I'm struggling to understand why I'm seeing a huge performance hit by slightly changing code in a loop. I narrowed down the problem to a manageable code size, and I'm hoping someone here can suggest how to investigate and resolve my issue.

I'm using a NUCLEO-H743ZI2 board, clock set to 480MHz, and my toolchain is STM32CubeIde 1.0.2 with he latest HAL libraries for the H743. Everything else running on that board works as I would expect

I am using the CMSIS arm_correlate_q15 library to cross correlate two signals I capture with the ADC. The CMSIS function takes 2 Q15 arrays as input, outputs a third array, twice as long as the biggest input with correlation values. Even if the library uses q63_t math internally, the output array is scaled down to q15_t. I'm using pretty big arrays (12288 elements), and the return array has too many values that are equal to the maximum possible for the q15 values, making it hard to pinpoint the exact correlation point. Also, due to the big array sizes, having an additional output array twice as big as the input uses too much memory (I plan to store the arrays in DTCM RAM for perf reasons, (and, yes, my ADC DMA goes into RAM_D1, then gets moved into DTCM RAM)

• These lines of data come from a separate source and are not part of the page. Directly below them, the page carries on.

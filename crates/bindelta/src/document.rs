//! The delta document: an ordered segment list stitching original-file bytes
//! and newly written bytes into one logical sequence.
//!
//! Edits never copy pre-existing bytes. An insert appends the new bytes to
//! the document's memory store and splices a memory segment into the chain; a
//! removal trims or drops segment bookkeeping. Edit cost is proportional to
//! the edit, not to the file size.
//!
//! The memory store is append-only: once bytes land there for one insert they
//! are never overwritten in place, so snapshots taken earlier stay valid
//! while sharing the store.
//!
//! # Examples
//!
//! ```rust
//! use bindelta::{BinaryData, DeltaDocument, EditableBinaryData};
//!
//! let mut doc = DeltaDocument::new();
//! doc.insert(0, &[0x00; 10])?;
//! doc.insert(2, &[0xAA, 0xBB, 0xCC, 0xDD])?;
//! assert_eq!(doc.len(), 14);
//! assert_eq!(doc.byte(2)?, 0xAA);
//! assert_eq!(doc.byte(6)?, 0x00);
//! # Ok::<(), bindelta::DataError>(())
//! ```

use std::{cell::RefCell, fmt, io::Write, ops::Range, rc::Rc};

use tracing::debug;

use crate::{
    cache::PageWindow,
    data::{BinaryData, ByteArrayData, EditableBinaryData, to_usize},
    error::{DataError, Result},
    paged::{DEFAULT_PAGE_SIZE, PagedData},
    segment::{DataSegment, SegmentChain},
    source::{FileDataSource, FileMode},
};

/// Callback fired after every structural mutation with the affected document
/// window.
pub type ChangeListener = Box<dyn FnMut(Range<u64>)>;

/// A document represented as original-data-plus-edits rather than one
/// flattened buffer.
pub struct DeltaDocument {
    chain: SegmentChain,
    memory: Rc<RefCell<PagedData>>,
    source: Option<Rc<FileDataSource>>,
    cache: Option<Rc<RefCell<PageWindow>>>,
    listeners: Vec<ChangeListener>,
}

impl fmt::Debug for DeltaDocument {
    fn fmt(&self, f: &mut fmt::Formatter<'_>) -> fmt::Result {
        f.debug_struct("DeltaDocument")
            .field("len", &self.chain.len())
            .field("segments", &self.chain.segments())
            .finish_non_exhaustive()
    }
}

impl Default for DeltaDocument {
    fn default() -> Self {
        Self::new()
    }
}

impl DeltaDocument {
    /// Creates an empty document with [`DEFAULT_PAGE_SIZE`] memory pages.
    #[must_use]
    pub fn new() -> Self {
        Self::with_page_size(DEFAULT_PAGE_SIZE)
    }

    /// Creates an empty document with the given memory page size.
    ///
    /// # Panics
    ///
    /// Panics when `page_size` is zero.
    #[must_use]
    pub fn with_page_size(page_size: usize) -> Self {
        Self {
            chain: SegmentChain::new(),
            memory: Rc::new(RefCell::new(PagedData::with_page_size(page_size))),
            source: None,
            cache: None,
            listeners: Vec::new(),
        }
    }

    /// Creates a document over `source` with one initial segment spanning it.
    ///
    /// # Errors
    ///
    /// [`DataError::ResourceClosed`] when the source is already closed.
    pub fn with_source(source: Rc<FileDataSource>) -> Result<Self> {
        Self::with_source_page_size(source, DEFAULT_PAGE_SIZE)
    }

    /// Creates a document over `source` with the given page size, used for
    /// both the file page cache and the memory store.
    ///
    /// # Errors
    ///
    /// [`DataError::ResourceClosed`] when the source is already closed.
    ///
    /// # Panics
    ///
    /// Panics when `page_size` is zero.
    pub fn with_source_page_size(source: Rc<FileDataSource>, page_size: usize) -> Result<Self> {
        let length = source.len()?;
        let chain = if length == 0 {
            SegmentChain::new()
        } else {
            SegmentChain::from_segment(DataSegment::Source { offset: 0, length })
        };
        let cache = PageWindow::with_page_size(Rc::clone(&source), page_size);
        Ok(Self {
            chain,
            memory: Rc::new(RefCell::new(PagedData::with_page_size(page_size))),
            source: Some(source),
            cache: Some(Rc::new(RefCell::new(cache))),
            listeners: Vec::new(),
        })
    }

    /// Opens the file at `path` and builds a document over it.
    ///
    /// # Errors
    ///
    /// [`DataError::Io`] when the file cannot be opened.
    pub fn open(path: impl AsRef<std::path::Path>, mode: FileMode) -> Result<Self> {
        let source = Rc::new(FileDataSource::open(path, mode)?);
        Self::with_source(source)
    }

    /// The original data source, when the document was built over one.
    #[must_use]
    pub fn source(&self) -> Option<&Rc<FileDataSource>> {
        self.source.as_ref()
    }

    /// The current segment list, in document order.
    #[must_use]
    pub fn segments(&self) -> &[DataSegment] {
        self.chain.segments()
    }

    /// Registers a callback fired after every structural mutation with the
    /// affected window.
    pub fn on_change(&mut self, listener: impl FnMut(Range<u64>) + 'static) {
        self.listeners.push(Box::new(listener));
    }

    /// Takes a cheap snapshot sharing the underlying stores.
    ///
    /// Because the memory store is append-only and segments are value
    /// descriptors, the snapshot stays byte-identical no matter how the
    /// document is edited afterwards.
    #[must_use]
    pub fn snapshot(&self) -> DeltaSnapshot {
        DeltaSnapshot {
            chain: self.chain.clone(),
            memory: Rc::clone(&self.memory),
            cache: self.cache.clone(),
        }
    }

    fn notify(&mut self, window: Range<u64>) {
        for listener in &mut self.listeners {
            listener(window.clone());
        }
    }

    /// Appends `data` to the memory store and splices the matching memory
    /// segment in at `position`. Caller validates `position <= len`.
    fn splice_in(&mut self, position: u64, data: &[u8]) -> Result<()> {
        let offset = self.memory.borrow_mut().append(data)?;
        self.chain.insert(
            position,
            DataSegment::Memory {
                offset,
                length: data.len() as u64,
            },
        );
        Ok(())
    }
}

/// Reads one byte out of whichever store holds `segments[index]`.
fn chain_byte(
    chain: &SegmentChain,
    memory: &RefCell<PagedData>,
    cache: Option<&Rc<RefCell<PageWindow>>>,
    position: u64,
) -> Result<u8> {
    let Some((index, offset)) = chain.locate(position) else {
        return Err(DataError::out_of_bounds(position, chain.len()));
    };
    match chain.segments()[index] {
        DataSegment::Source { offset: base, .. } => {
            let cache = cache.ok_or(DataError::ResourceClosed)?;
            cache.borrow_mut().byte(base + offset)
        }
        DataSegment::Memory { offset: base, .. } => memory.borrow().byte(base + offset),
    }
}

/// Bulk read across segment boundaries.
fn chain_copy(
    chain: &SegmentChain,
    memory: &RefCell<PagedData>,
    cache: Option<&Rc<RefCell<PageWindow>>>,
    position: u64,
    target: &mut [u8],
) -> Result<()> {
    let end = position
        .checked_add(target.len() as u64)
        .ok_or_else(|| DataError::overflow(target.len() as u64))?;
    if end > chain.len() {
        return Err(DataError::out_of_bounds(end, chain.len()));
    }
    if target.is_empty() {
        return Ok(());
    }
    let (mut index, mut offset) = chain.locate(position).expect("range validated above");
    let mut copied = 0usize;
    while copied < target.len() {
        let segment = chain.segments()[index];
        let chunk = to_usize((segment.length() - offset).min((target.len() - copied) as u64))?;
        let out = &mut target[copied..copied + chunk];
        match segment {
            DataSegment::Source { offset: base, .. } => {
                let cache = cache.ok_or(DataError::ResourceClosed)?;
                cache.borrow_mut().copy_to_slice(base + offset, out)?;
            }
            DataSegment::Memory { offset: base, .. } => {
                memory.borrow().copy_to_slice(base + offset, out)?;
            }
        }
        copied += chunk;
        index += 1;
        offset = 0;
    }
    Ok(())
}

impl BinaryData for DeltaDocument {
    fn len(&self) -> u64 {
        self.chain.len()
    }

    fn byte(&self, position: u64) -> Result<u8> {
        chain_byte(&self.chain, &self.memory, self.cache.as_ref(), position)
    }

    fn copy_to_slice(&self, position: u64, target: &mut [u8]) -> Result<()> {
        chain_copy(
            &self.chain,
            &self.memory,
            self.cache.as_ref(),
            position,
            target,
        )
    }
}

impl EditableBinaryData for DeltaDocument {
    fn insert(&mut self, position: u64, data: &[u8]) -> Result<()> {
        if position > self.len() {
            return Err(DataError::out_of_bounds(position, self.len()));
        }
        if data.is_empty() {
            return Ok(());
        }
        self.splice_in(position, data)?;
        debug!(position, length = data.len(), "insert");
        self.notify(position..position + data.len() as u64);
        Ok(())
    }

    fn remove(&mut self, position: u64, length: u64) -> Result<()> {
        let old_len = self.len();
        let end = position
            .checked_add(length)
            .ok_or_else(|| DataError::overflow(length))?;
        if end > old_len {
            return Err(DataError::out_of_bounds(end, old_len));
        }
        if length == 0 {
            return Ok(());
        }
        self.chain.remove(position, length);
        debug!(position, length, "remove");
        self.notify(position..old_len);
        Ok(())
    }

    fn set_len(&mut self, new_len: u64) -> Result<()> {
        let old_len = self.len();
        if new_len == old_len {
            return Ok(());
        }
        if new_len > old_len {
            // Zeros come out of the memory store; contiguous appends coalesce
            // into one segment.
            let page_size = self.memory.borrow().page_size();
            let zeros = vec![0u8; page_size];
            let mut grown = old_len;
            while grown < new_len {
                let chunk = to_usize((new_len - grown).min(page_size as u64))?;
                self.splice_in(grown, &zeros[..chunk])?;
                grown += chunk as u64;
            }
        } else {
            self.chain.remove(new_len, old_len - new_len);
        }
        debug!(old_len, new_len, "set_len");
        self.notify(old_len.min(new_len)..old_len.max(new_len));
        Ok(())
    }

    fn overwrite(&mut self, position: u64, data: &[u8]) -> Result<()> {
        let old_len = self.len();
        if position > old_len {
            return Err(DataError::out_of_bounds(position, old_len));
        }
        if data.is_empty() {
            return Ok(());
        }
        // Remove-then-insert keeps the memory store append-only; overwrite
        // never touches previously appended bytes in place.
        let replaced = (old_len - position).min(data.len() as u64);
        self.chain.remove(position, replaced);
        self.splice_in(position, data)?;
        debug!(position, length = data.len(), "overwrite");
        self.notify(position..position + data.len() as u64);
        Ok(())
    }
}

/// A cheap point-in-time view of a [`DeltaDocument`].
///
/// Shares the document's stores; stays valid across later edits because the
/// memory store is append-only.
#[derive(Clone)]
pub struct DeltaSnapshot {
    chain: SegmentChain,
    memory: Rc<RefCell<PagedData>>,
    cache: Option<Rc<RefCell<PageWindow>>>,
}

impl fmt::Debug for DeltaSnapshot {
    fn fmt(&self, f: &mut fmt::Formatter<'_>) -> fmt::Result {
        f.debug_struct("DeltaSnapshot")
            .field("len", &self.chain.len())
            .field("segments", &self.chain.segments())
            .finish_non_exhaustive()
    }
}

impl DeltaSnapshot {
    /// A snapshot of a snapshot is the snapshot itself.
    #[must_use]
    pub fn snapshot(&self) -> DeltaSnapshot {
        self.clone()
    }

    /// The segment list frozen at snapshot time.
    #[must_use]
    pub fn segments(&self) -> &[DataSegment] {
        self.chain.segments()
    }
}

impl BinaryData for DeltaSnapshot {
    fn len(&self) -> u64 {
        self.chain.len()
    }

    fn byte(&self, position: u64) -> Result<u8> {
        chain_byte(&self.chain, &self.memory, self.cache.as_ref(), position)
    }

    fn copy_to_slice(&self, position: u64, target: &mut [u8]) -> Result<()> {
        chain_copy(
            &self.chain,
            &self.memory,
            self.cache.as_ref(),
            position,
            target,
        )
    }
}

/// Keeps `ByteArrayData` exports of documents one call away.
impl DeltaDocument {
    /// Writes the whole document to `out` without materializing it.
    ///
    /// # Errors
    ///
    /// See [`BinaryData::save_to_stream`].
    pub fn save(&self, out: &mut dyn Write) -> Result<()> {
        self.save_to_stream(out)
    }

    /// Materializes the whole document as an independent byte array.
    ///
    /// # Errors
    ///
    /// See [`BinaryData::copy_all`].
    pub fn to_bytes(&self) -> Result<ByteArrayData> {
        self.copy_all()
    }
}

So I modified the CMSIS function to return the max value location instead of an array, by comparing each intermediate result with a "max" variable, and storing new values each time I find a new max. I expected, if anything, for that to be the same or faster than first calling arm_correlate followed by arm_max_q15 to find the max value

Instead I get a massive perf hit, roughly adding an extra 1,500 processor cycles per loop, for just a simple if statement. Clearly there is something I don't understand causing problems

So I created a test loop using just a small part of the arm_correlate_q15 code, and I can see that just by having a multiplication loop, without storing the q15 result in the destination array, I get a baseline of execution time. Storing the result as q15_t in the array and then comparing the just stored value to a "max" variable, I add ~10 clock cycles to each loop iteration, which makes perfect sense to me. If I instead compare the q63_t result to a q63_t max value (without storing anything), I get a ~1550 clock cycles hit per loo. Now , I would expect a 64bit if statement to take a bit longer than a 16 or 32 bit, but not that much of a hit

I'm enclosing the code in question, with the 3 options commented out.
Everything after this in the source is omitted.